American politician (1876–1962)

Fannie Pearl Oldfield (née Peden; December 2, 1876 – April 12, 1962) was an American Democratic politician and the United States representative from Arkansas's 2nd congressional district from 1929 to 1931. She was the first woman elected to Congress from Arkansas. In 1929, she replaced her husband, a congressman who died in office; Oldfield finished the last three months of his term and served one more before declining to run for re-election.

==Early life==
Oldfield was born Fannie Pearl Peden in Cotton Plant, Arkansas to J. A. and Helen Hill Peden, who had five children. She went to Arkansas College in Batesville.

== Politics ==
In 1901, she married William Allan Oldfield. They had no children. William was first elected to the United States House of Representatives in 1908, winning 10 terms to the office during his life. Particularly in the final years of his career, Oldfield was greatly involved in his work, editing speeches and discussing matters before Congress.

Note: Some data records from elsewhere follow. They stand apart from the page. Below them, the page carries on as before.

//! Gateway HTTP surface tests
//!
//! The upgrade route's authentication gate and the diagnostics endpoint.

use axum::http::StatusCode;

use crate::common::{auth_header, login, test_app, ScriptedClient};
use threadline::backend::routes::gateway_routes::GatewayStats;

#[tokio::test]
async fn test_upgrade_without_credential_is_rejected() {
    let app = test_app().await;
    let response = app.server.get("/ws").await;
    assert_eq!(response.status_code(), StatusCode::UNAUTHORIZED);
    assert!(app.state.gateway.registry.is_empty().await);
}

#[tokio::test]
async fn test_upgrade_with_revoked_token_is_rejected() {
    let app = test_app().await;
    let session = login(&app.server, "alice").await;
    app.state.authenticator.logout("alice").await.unwrap();

    let (name, value) = auth_header(&session.token);
    let response = app.server.get("/ws").add_header(name, value).await;
    assert_eq!(response.status_code(), StatusCode::UNAUTHORIZED);
    assert!(app.state.gateway.registry.is_empty().await);
}

#[tokio::test]
async fn test_authenticated_non_upgrade_request_passes_auth() {
    let app = test_app().await;
    let session = login(&app.server, "alice").await;

    let (name, value) = auth_header(&session.token);
    let response = app.server.get("/ws").add_header(name, value).await;
    assert_ne!(response.status_code(), StatusCode::UNAUTHORIZED);
    assert!(app.state.gateway.registry.is_empty().await);
}

#[tokio::test]
async fn test_stats_counts_registered_connections() {
    let app = test_app().await;

    let stats: GatewayStats = app.server.get("/gateway/stats").await.json();
    assert_eq!(stats.connected_users, 0);

    let mut alice = ScriptedClient::connect(&app.state.gateway, "alice");
    alice.join("t1").await;

    let stats: GatewayStats = app.server.get("/gateway/stats").await.json();
    assert_eq!(stats.connected_users, 1);

    alice.hang_up().await;
    let stats: GatewayStats = app.server.get("/gateway/stats").await.json();
    assert_eq!(stats.connected_users, 0);
}

#[tokio::test]
async fn test_unknown_route_is_not_found() {
    let app = test_app().await;
    let response = app.server.get("/nope").await;
    assert_eq!(response.status_code(), StatusCode::NOT_FOUND);
}
//! Test suite for Threadline
//!
//! This module organizes all tests

pub mod common;
pub mod integration;
pub mod property;
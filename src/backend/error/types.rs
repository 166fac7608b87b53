/**
 * Backend Error Types
 *
 * This module defines the error type used throughout the server side:
 * HTTP handlers, the session authenticator, and the real-time gateway.
 *
 * # Error Categories
 *
 * ## Boundary Errors
 *
 * - `HandlerError` - Bad request bodies, missing fields
 * - `Authentication` - Bad, expired, or revoked credentials
 *
 * ## Gateway Errors
 *
 * - `Protocol` - First frame is not `setup`, or a frame is malformed
 * - `Persistence` - The message-persistence collaborator failed
 * - `Push` - Writing to one peer connection failed
 * - `Disconnect` - The underlying socket errored while reading
 *
 * ## Collaborator Errors
 *
 * - `Membership` - The membership directory could not be reached
 * - `Database` - A sqlx query failed
 *
 * Gateway errors are contained to the connection that raised them; none of
 * them is ever propagated to another connection's task.
 */

use axum::http::StatusCode;
use thiserror::Error;

use crate::shared::SharedError;

/// Backend-specific error types
///
/// # Usage
///
/// ```rust
/// use threadline::backend::error::BackendError;
///
/// let err = BackendError::authentication("token revoked");
/// assert_eq!(err.status_code(), axum::http::StatusCode::UNAUTHORIZED);
///
/// let err = BackendError::protocol("first frame must be 'setup'");
/// assert!(err.is_protocol());
/// ```
#[derive(Debug, Error)]
pub enum BackendError {
    /// Handler error (e.g., missing fields, invalid request)
    #[error("Handler error: {message}")]
    HandlerError {
        /// HTTP status code for this error
        status: StatusCode,
        /// Human-readable error message
        message: String,
    },

    /// Credential could not be verified, has expired, or was revoked
    #[error("Authentication error: {message}")]
    Authentication { message: String },

    /// A connection broke the handshake or framing rules
    #[error("Protocol error: {message}")]
    Protocol { message: String },

    /// Message persistence failed; the relay for that frame is aborted
    #[error("Persistence error: {message}")]
    Persistence { message: String },

    /// Pushing a frame to one peer failed
    #[error("Push error for '{user_id}': {message}")]
    Push { user_id: String, message: String },

    /// The socket errored while reading
    #[error("Disconnect: {message}")]
    Disconnect { message: String },

    /// Membership directory failure
    #[error("Membership lookup error: {message}")]
    Membership { message: String },

    /// Shared error (from shared module)
    #[error(transparent)]
    SharedError(#[from] SharedError),

    /// Serialization error
    #[error("Serialization error: {0}")]
    SerializationError(#[from] serde_json::Error),

    /// Database error
    #[error("Database error: {0}")]
    Database(#[from] sqlx::Error),
}

impl BackendError {
    pub fn handler(status: StatusCode, message: impl Into<String>) -> Self {
        Self::HandlerError {
            status,
            message: message.into(),
        }
    }

    pub fn authentication(message: impl Into<String>) -> Self {
        Self::Authentication {
            message: message.into(),
        }
    }

    pub fn protocol(message: impl Into<String>) -> Self {
        Self::Protocol {
            message: message.into(),
        }
    }

    pub fn persistence(message: impl Into<String>) -> Self {
        Self::Persistence {
            message: message.into(),
        }
    }

    pub fn push(user_id: impl Into<String>, message: impl Into<String>) -> Self {
        Self::Push {
            user_id: user_id.into(),
            message: message.into(),
        }
    }

    pub fn disconnect(message: impl Into<String>) -> Self {
        Self::Disconnect {
            message: message.into(),
        }
    }

    pub fn membership(message: impl Into<String>) -> Self {
        Self::Membership {
            message: message.into(),
        }
    }

    pub fn is_protocol(&self) -> bool {
        matches!(self, Self::Protocol { .. })
    }

    pub fn is_authentication(&self) -> bool {
        matches!(self, Self::Authentication { .. })
    }

    /// Get the HTTP status code for this error
    ///
    /// # Status Code Mapping
    ///
    /// - `HandlerError` - Uses the status code from the error
    /// - `Authentication` - 401 Unauthorized
    /// - `Protocol` - 400 Bad Request
    /// - `Membership` - 503 Service Unavailable
    /// - `SharedError` - 400 for kind errors, 500 for serialization
    /// - Everything else - 500 Internal Server Error
    pub fn status_code(&self) -> StatusCode {
        match self {
            Self::HandlerError { status, .. } => *status,
            Self::Authentication { .. } => StatusCode::UNAUTHORIZED,
            Self::Protocol { .. } => StatusCode::BAD_REQUEST,
            Self::Membership { .. } => StatusCode::SERVICE_UNAVAILABLE,
            Self::SharedError(err) => match err {
                SharedError::SerializationError { .. } => StatusCode::INTERNAL_SERVER_ERROR,
                SharedError::MessageError { .. } => StatusCode::BAD_REQUEST,
            },
            Self::Persistence { .. }
            | Self::Push { .. }
            | Self::Disconnect { .. }
            | Self::SerializationError(_)
            | Self::Database(_) => StatusCode::INTERNAL_SERVER_ERROR,
        }
    }

    /// Get the error message without the category prefix
    pub fn message(&self) -> String {
        match self {
            Self::HandlerError { message, .. }
            | Self::Authentication { message }
            | Self::Protocol { message }
            | Self::Persistence { message }
            | Self::Push { message, .. }
            | Self::Disconnect { message }
            | Self::Membership { message } => message.clone(),
            Self::SharedError(err) => err.to_string(),
            Self::SerializationError(err) => err.to_string(),
            Self::Database(err) => err.to_string(),
        }
    }
}
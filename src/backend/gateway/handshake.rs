/**
 * Handshake State Machine
 *
 * A new connection must bind itself to a topic before anything else happens:
 *
 * ```text
 * Connecting ──begin──▶ AwaitingSetup ──setup──▶ Joined(topic)
 *                             │
 *                             └── anything else ──▶ Closed
 * ```
 *
 * The first frame must be a well-formed `setup` envelope. Its `data` is the
 * thread id; an empty string joins the global topic. Any other first frame
 * (malformed JSON, a `notice`, a `message`) is a protocol violation and the
 * connection is closed without ever being registered.
 *
 * Membership is checked here only under `MembershipPolicy::Enforced`. With
 * the default policy any authenticated user may join any thread id.
 */

use std::fmt;

use crate::backend::error::{BackendError, BackendResult};
use crate::backend::store::MembershipDirectory;
use crate::shared::{Envelope, EnvelopeKind};

/// What a connection is bound to
#[derive(Debug, Clone, PartialEq, Eq, Hash)]
pub enum Topic {
    /// Presence only; chat is refused
    Global,
    /// A conversation thread
    Thread(String),
}

impl Topic {
    /// Topic named by a `setup` payload
    pub fn from_setup(data: &str) -> Self {
        if data.is_empty() {
            Self::Global
        } else {
            Self::Thread(data.to_string())
        }
    }

    pub fn thread_id(&self) -> Option<&str> {
        match self {
            Self::Global => None,
            Self::Thread(id) => Some(id),
        }
    }
}

impl fmt::Display for Topic {
    fn fmt(&self, f: &mut fmt::Formatter<'_>) -> fmt::Result {
        match self {
            Self::Global => write!(f, "global"),
            Self::Thread(id) => write!(f, "thread {}", id),
        }
    }
}

#[derive(Debug, Clone, PartialEq, Eq)]
pub enum HandshakeState {
    Connecting,
    AwaitingSetup,
    Joined(Topic),
    Closed,
}

/// Whether joining a thread requires membership
#[derive(Debug, Clone, Copy, PartialEq, Eq, Default)]
pub enum MembershipPolicy {
    #[default]
    Disabled,
    Enforced,
}

/// Check `user_id` may join `topic` under `policy`
///
/// The global topic is always allowed.
pub async fn authorize_topic(
    policy: MembershipPolicy,
    members: &dyn MembershipDirectory,
    user_id: &str,
    topic: &Topic,
) -> BackendResult<()> {
    let (MembershipPolicy::Enforced, Some(thread_id)) = (policy, topic.thread_id()) else {
        return Ok(());
    };

    if members.is_member(thread_id, user_id).await? {
        Ok(())
    } else {
        Err(BackendError::authentication(format!(
            "{} is not a member of thread {}",
            user_id, thread_id
        )))
    }
}

/// Per-connection handshake
#[derive(Debug)]
pub struct Handshake {
    state: HandshakeState,
}

impl Default for Handshake {
    fn default() -> Self {
        Self::new()
    }
}

impl Handshake {
    pub fn new() -> Self {
        Self {
            state: HandshakeState::Connecting,
        }
    }

    pub fn state(&self) -> &HandshakeState {
        &self.state
    }

    pub fn topic(&self) -> Option<&Topic> {
        match &self.state {
            HandshakeState::Joined(topic) => Some(topic),
            _ => None,
        }
    }

    /// The connection is open and waiting for its first frame
    pub fn begin(&mut self) -> BackendResult<()> {
        if self.state != HandshakeState::Connecting {
            return Err(BackendError::protocol(format!(
                "cannot begin handshake from {:?}",
                self.state
            )));
        }
        self.state = HandshakeState::AwaitingSetup;
        Ok(())
    }

    /// Consume the first frame
    ///
    /// On success the state is `Joined(topic)`; on any failure it is `Closed`.
    pub async fn accept(
        &mut self,
        frame: &str,
        user_id: &str,
        policy: MembershipPolicy,
        members: &dyn MembershipDirectory,
    ) -> BackendResult<Topic> {
        if self.state != HandshakeState::AwaitingSetup {
            let err = BackendError::protocol(format!("unexpected setup in {:?}", self.state));
            self.state = HandshakeState::Closed;
            return Err(err);
        }

        let result = match parse_setup(frame) {
            Ok(topic) => authorize_topic(policy, members, user_id, &topic)
                .await
                .map(|_| topic),
            Err(e) => Err(e),
        };

        match result {
            Ok(topic) => {
                self.state = HandshakeState::Joined(topic.clone());
                Ok(topic)
            }
            Err(e) => {
                self.state = HandshakeState::Closed;
                Err(e)
            }
        }
    }

    pub fn close(&mut self) {
        self.state = HandshakeState::Closed;
    }
}

/// Decode a first frame into its topic
pub fn parse_setup(frame: &str) -> BackendResult<Topic> {
    let envelope = Envelope::decode(frame).map_err(|e| BackendError::protocol(e.to_string()))?;

    if !envelope.is(EnvelopeKind::Setup) {
        return Err(BackendError::protocol(format!(
            "first frame must be 'setup', got '{}'",
            envelope.kind.as_str()
        )));
    }

    Ok(Topic::from_setup(&envelope.data))
}
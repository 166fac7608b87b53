/**
 * Error Conversion
 *
 * `BackendError` implements `IntoResponse`, so HTTP handlers and the auth
 * middleware can return it directly.
 *
 * # Response Format
 *
 * ```json
 * {
 *   "error": "Error message",
 *   "status": 401
 * }
 * ```
 *
 * Server-side failures (5xx) are logged with their full text and answered
 * with a generic message so collaborator internals never reach the client.
 */

use axum::response::{IntoResponse, Json, Response};

use crate::backend::error::types::BackendError;

impl IntoResponse for BackendError {
    fn into_response(self) -> Response {
        let status = self.status_code();
        let message = if status.is_server_error() {
            tracing::error!("[Server] {}", self);
            status
                .canonical_reason()
                .unwrap_or("Internal Server Error")
                .to_string()
        } else {
            self.message()
        };

        let body = serde_json::json!({
            "error": message,
            "status": status.as_u16(),
        });

        (status, Json(body)).into_response()
    }
}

He died on November 19, 1928, shortly after winning re-election to his seat in that year's elections. Oldfield was nominated to replace him without opposition by the Democratic Party and the Republicans did not field a candidate. She faced only one opponent, a man running as an independent, and she won the special election on January 9, 1929 and was sworn in on the 11th to finish her husband's term in the 70th United States Congress. She was the first woman elected to Congress from Arkansas and one of eight women in the House at the time.

In addition to the special election, she was elected to a full term in the 71st United States Congress on the same day, and served from until March 3, 1931 (she did not run for reelection in 1930). While in Congress, she was on three committees: Coinage, Weights and Measures; Expenditures in the Executive Departments; and Public Buildings and Grounds. One of her first actions in office was supporting funding for Prohibition policing in January 1929. She chiefly voted along party lines and focused on legislation affecting her Arkansas constituents. She gave her first floor speech in the House on January 12, 1930, supporting a food aid bill and calling for relief for those in need in Arkansas during the Great Depression. She also sponsored legislation to pay for the construction of bridges across the Black River and White River in her district.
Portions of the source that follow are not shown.